BEGIN Exercise materials

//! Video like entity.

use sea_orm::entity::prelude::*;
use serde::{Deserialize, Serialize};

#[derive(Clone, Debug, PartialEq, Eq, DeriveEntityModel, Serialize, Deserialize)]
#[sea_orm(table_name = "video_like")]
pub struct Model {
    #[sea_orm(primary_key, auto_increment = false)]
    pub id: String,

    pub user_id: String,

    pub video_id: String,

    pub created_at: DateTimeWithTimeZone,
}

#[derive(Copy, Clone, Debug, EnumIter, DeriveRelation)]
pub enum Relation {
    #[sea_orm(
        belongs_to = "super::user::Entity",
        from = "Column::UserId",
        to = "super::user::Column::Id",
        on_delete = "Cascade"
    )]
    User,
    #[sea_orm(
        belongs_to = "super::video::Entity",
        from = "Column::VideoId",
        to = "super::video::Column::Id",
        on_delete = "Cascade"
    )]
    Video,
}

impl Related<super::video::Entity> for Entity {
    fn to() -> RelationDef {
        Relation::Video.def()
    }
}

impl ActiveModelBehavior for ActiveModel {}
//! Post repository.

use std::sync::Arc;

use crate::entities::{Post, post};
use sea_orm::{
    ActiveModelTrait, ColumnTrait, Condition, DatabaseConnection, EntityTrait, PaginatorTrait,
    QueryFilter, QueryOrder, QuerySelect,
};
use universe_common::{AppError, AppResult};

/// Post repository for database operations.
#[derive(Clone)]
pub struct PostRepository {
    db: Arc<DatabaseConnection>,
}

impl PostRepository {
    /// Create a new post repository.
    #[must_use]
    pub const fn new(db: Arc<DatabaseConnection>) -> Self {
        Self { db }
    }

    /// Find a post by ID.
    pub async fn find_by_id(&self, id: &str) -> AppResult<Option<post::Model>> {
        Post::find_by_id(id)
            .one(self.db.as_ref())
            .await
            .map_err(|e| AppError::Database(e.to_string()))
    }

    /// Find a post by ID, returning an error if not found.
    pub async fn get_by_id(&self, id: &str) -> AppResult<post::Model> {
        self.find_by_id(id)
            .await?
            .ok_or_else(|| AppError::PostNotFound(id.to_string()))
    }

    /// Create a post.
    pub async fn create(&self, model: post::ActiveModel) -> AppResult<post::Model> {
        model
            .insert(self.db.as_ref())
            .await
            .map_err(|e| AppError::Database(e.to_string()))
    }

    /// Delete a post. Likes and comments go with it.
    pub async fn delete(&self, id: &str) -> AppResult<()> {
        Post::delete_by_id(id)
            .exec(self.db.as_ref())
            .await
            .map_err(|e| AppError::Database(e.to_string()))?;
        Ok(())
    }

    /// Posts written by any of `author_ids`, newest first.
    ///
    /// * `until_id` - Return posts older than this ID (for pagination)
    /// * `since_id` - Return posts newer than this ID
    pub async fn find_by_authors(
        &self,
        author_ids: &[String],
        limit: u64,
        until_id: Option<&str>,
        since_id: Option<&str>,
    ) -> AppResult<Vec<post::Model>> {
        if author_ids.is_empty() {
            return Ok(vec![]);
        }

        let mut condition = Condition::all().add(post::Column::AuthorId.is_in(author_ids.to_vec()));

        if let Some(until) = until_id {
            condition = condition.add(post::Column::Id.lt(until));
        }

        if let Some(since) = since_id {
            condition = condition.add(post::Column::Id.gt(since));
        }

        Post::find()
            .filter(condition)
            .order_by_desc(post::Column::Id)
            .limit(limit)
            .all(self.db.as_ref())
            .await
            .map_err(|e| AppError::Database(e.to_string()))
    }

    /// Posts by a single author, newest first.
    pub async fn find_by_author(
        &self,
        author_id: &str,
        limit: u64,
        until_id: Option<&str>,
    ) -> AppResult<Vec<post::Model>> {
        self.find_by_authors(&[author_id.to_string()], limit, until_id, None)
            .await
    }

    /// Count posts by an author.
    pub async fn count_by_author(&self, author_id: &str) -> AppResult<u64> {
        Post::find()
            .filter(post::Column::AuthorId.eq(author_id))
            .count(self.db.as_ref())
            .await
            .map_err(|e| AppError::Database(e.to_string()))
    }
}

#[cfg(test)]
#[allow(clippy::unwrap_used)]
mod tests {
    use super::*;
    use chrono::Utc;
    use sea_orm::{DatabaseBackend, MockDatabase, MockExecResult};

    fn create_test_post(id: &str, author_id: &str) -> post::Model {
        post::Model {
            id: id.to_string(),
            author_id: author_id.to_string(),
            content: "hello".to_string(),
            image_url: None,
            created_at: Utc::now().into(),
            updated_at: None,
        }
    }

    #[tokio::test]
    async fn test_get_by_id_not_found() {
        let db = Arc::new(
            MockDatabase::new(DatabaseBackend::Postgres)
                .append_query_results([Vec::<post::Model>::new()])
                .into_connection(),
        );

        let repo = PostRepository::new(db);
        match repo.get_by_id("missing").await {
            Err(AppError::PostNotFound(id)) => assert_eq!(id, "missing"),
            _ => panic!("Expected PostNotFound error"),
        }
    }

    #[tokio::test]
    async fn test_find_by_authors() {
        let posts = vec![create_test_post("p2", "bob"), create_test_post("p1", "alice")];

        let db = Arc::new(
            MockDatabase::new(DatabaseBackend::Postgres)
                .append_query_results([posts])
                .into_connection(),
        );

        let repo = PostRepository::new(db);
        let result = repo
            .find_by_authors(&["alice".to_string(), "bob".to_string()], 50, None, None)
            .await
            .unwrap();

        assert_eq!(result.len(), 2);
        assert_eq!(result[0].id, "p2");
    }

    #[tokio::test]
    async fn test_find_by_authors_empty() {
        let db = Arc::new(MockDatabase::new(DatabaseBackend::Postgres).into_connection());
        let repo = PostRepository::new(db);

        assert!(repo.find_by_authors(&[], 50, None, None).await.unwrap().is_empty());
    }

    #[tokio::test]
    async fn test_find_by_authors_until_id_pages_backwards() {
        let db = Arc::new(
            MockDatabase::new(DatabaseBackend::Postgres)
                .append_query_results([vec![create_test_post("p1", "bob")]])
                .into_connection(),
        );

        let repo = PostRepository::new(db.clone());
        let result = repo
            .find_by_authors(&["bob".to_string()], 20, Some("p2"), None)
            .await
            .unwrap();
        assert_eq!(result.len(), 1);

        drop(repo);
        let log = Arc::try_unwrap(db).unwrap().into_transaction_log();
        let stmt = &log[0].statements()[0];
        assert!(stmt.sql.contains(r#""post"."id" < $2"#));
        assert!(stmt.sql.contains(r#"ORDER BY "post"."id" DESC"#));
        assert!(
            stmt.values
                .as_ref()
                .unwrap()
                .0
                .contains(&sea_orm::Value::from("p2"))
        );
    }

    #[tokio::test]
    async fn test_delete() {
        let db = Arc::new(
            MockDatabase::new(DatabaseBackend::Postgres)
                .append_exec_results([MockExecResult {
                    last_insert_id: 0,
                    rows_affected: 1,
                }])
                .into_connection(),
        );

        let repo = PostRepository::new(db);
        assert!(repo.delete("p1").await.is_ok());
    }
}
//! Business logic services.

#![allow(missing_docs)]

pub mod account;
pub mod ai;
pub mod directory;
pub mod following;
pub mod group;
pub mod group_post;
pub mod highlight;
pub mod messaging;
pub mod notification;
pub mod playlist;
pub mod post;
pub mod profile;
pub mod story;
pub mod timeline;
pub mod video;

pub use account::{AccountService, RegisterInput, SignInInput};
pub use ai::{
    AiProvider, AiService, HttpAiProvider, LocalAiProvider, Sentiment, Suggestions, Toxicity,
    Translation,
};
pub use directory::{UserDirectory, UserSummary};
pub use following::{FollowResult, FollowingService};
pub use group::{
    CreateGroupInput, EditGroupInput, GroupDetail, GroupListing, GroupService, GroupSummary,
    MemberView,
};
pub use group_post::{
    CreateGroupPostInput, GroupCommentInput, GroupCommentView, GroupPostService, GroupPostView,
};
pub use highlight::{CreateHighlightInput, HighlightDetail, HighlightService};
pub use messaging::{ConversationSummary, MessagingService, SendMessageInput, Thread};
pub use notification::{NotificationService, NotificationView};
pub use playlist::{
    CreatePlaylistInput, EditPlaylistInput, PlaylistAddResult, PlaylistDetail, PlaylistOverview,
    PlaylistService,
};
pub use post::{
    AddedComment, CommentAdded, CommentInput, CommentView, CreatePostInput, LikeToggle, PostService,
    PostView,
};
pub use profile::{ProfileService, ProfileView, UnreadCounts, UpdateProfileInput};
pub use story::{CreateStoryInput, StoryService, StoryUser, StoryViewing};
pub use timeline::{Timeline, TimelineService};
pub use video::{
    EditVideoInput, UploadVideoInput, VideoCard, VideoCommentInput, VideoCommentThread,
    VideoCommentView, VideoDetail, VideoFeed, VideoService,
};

END Exercise materials
BEGIN Exercise materials

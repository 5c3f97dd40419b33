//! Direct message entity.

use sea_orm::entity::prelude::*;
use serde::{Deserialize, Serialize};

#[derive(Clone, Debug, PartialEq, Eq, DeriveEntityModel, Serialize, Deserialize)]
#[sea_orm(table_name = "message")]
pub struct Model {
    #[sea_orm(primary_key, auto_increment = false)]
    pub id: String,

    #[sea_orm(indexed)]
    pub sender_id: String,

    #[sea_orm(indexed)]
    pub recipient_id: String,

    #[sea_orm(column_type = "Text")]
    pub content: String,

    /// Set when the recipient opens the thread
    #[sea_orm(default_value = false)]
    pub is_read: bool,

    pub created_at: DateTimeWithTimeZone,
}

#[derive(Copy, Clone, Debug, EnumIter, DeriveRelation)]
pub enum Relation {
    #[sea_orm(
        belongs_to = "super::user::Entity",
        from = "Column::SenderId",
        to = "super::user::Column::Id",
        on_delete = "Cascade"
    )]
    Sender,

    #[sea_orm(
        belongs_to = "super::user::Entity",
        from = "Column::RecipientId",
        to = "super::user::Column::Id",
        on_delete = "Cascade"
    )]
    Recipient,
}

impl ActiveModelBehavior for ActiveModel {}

END Exercise materials

◆ Directions
Filter the data for the string "stmt" and copy every line that has it.

◆ Finished task
        let stmt = &log[0].statements()[0];
        assert!(stmt.sql.contains(r#""post"."id" < $2"#));
        assert!(stmt.sql.contains(r#"ORDER BY "post"."id" DESC"#));
            stmt.values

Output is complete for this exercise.